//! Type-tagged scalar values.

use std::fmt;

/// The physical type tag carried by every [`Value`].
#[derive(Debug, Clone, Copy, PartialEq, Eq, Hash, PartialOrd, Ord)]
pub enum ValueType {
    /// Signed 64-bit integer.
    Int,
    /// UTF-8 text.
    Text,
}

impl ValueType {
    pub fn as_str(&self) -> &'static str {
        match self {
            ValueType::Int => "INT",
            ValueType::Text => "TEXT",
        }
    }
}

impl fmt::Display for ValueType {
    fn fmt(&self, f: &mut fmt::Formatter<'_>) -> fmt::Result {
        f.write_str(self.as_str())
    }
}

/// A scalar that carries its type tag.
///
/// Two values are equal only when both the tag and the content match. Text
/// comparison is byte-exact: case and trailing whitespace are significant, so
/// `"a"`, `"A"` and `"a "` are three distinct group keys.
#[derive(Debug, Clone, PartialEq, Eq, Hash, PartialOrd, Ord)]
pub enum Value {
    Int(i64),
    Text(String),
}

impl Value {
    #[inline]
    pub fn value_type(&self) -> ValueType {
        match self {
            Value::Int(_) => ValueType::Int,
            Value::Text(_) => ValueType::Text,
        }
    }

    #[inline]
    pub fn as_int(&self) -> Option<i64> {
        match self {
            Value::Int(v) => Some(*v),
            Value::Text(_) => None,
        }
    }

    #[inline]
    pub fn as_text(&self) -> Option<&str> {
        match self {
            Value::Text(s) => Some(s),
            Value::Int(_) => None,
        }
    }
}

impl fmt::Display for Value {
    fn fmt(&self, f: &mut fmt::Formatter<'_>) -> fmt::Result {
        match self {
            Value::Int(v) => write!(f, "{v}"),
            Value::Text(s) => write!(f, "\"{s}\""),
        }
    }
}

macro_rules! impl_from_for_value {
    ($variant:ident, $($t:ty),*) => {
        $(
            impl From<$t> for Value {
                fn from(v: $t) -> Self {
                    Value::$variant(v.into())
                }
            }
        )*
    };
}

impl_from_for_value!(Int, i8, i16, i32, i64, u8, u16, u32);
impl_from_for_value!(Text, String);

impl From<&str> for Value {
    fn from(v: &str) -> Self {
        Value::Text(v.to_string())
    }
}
+===+
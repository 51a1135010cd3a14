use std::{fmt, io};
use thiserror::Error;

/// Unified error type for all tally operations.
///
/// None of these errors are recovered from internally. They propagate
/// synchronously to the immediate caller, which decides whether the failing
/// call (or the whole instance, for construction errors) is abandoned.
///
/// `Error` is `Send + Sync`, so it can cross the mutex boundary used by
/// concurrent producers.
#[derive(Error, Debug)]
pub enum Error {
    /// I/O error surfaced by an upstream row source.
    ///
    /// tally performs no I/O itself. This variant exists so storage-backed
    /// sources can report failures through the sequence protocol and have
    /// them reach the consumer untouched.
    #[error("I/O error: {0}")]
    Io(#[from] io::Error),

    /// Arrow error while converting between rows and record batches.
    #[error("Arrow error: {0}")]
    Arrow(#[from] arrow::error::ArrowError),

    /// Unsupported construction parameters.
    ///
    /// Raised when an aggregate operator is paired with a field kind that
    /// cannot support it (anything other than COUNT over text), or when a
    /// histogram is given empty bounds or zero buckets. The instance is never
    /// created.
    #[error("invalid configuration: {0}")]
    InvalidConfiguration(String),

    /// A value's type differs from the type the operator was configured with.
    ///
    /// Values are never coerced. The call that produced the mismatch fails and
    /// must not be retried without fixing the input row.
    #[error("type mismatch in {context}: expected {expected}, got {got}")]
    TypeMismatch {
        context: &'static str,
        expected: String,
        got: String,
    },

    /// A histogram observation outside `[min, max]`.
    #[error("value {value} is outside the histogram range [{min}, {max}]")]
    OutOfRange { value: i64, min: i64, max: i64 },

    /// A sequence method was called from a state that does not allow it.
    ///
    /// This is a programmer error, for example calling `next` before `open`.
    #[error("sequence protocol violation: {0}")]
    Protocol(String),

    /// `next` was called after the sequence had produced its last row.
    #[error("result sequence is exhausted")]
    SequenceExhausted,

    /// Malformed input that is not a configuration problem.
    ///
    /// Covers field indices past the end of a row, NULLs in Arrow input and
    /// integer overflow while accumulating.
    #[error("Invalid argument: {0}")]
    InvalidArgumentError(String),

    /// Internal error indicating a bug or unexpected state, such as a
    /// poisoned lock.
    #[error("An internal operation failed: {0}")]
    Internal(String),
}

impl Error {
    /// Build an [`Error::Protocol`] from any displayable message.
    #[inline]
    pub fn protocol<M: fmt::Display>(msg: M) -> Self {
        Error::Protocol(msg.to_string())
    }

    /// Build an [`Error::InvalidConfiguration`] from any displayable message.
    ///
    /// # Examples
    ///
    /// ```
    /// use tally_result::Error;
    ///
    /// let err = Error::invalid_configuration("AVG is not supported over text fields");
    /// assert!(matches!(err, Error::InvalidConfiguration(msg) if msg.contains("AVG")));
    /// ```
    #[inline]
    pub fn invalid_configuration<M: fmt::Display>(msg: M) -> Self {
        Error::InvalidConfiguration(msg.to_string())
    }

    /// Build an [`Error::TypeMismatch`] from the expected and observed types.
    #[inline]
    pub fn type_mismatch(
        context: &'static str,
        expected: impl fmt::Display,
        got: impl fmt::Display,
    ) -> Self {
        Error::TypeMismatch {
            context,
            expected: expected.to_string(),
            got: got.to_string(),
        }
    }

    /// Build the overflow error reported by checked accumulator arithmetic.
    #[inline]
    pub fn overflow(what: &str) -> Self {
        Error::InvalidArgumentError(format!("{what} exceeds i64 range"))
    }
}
+===+
Activity: Look above for the line with "Type-tagged scalar values." and the line with "are significant, so". Write out those two lines and all the lines between them, exactly, and no others.

Expected answer:
//! Type-tagged scalar values.

use std::fmt;

/// The physical type tag carried by every [`Value`].
#[derive(Debug, Clone, Copy, PartialEq, Eq, Hash, PartialOrd, Ord)]
pub enum ValueType {
    /// Signed 64-bit integer.
    Int,
    /// UTF-8 text.
    Text,
}

impl ValueType {
    pub fn as_str(&self) -> &'static str {
        match self {
            ValueType::Int => "INT",
            ValueType::Text => "TEXT",
        }
    }
}

impl fmt::Display for ValueType {
    fn fmt(&self, f: &mut fmt::Formatter<'_>) -> fmt::Result {
        f.write_str(self.as_str())
    }
}

/// A scalar that carries its type tag.
///
/// Two values are equal only when both the tag and the content match. Text
/// comparison is byte-exact: case and trailing whitespace are significant, so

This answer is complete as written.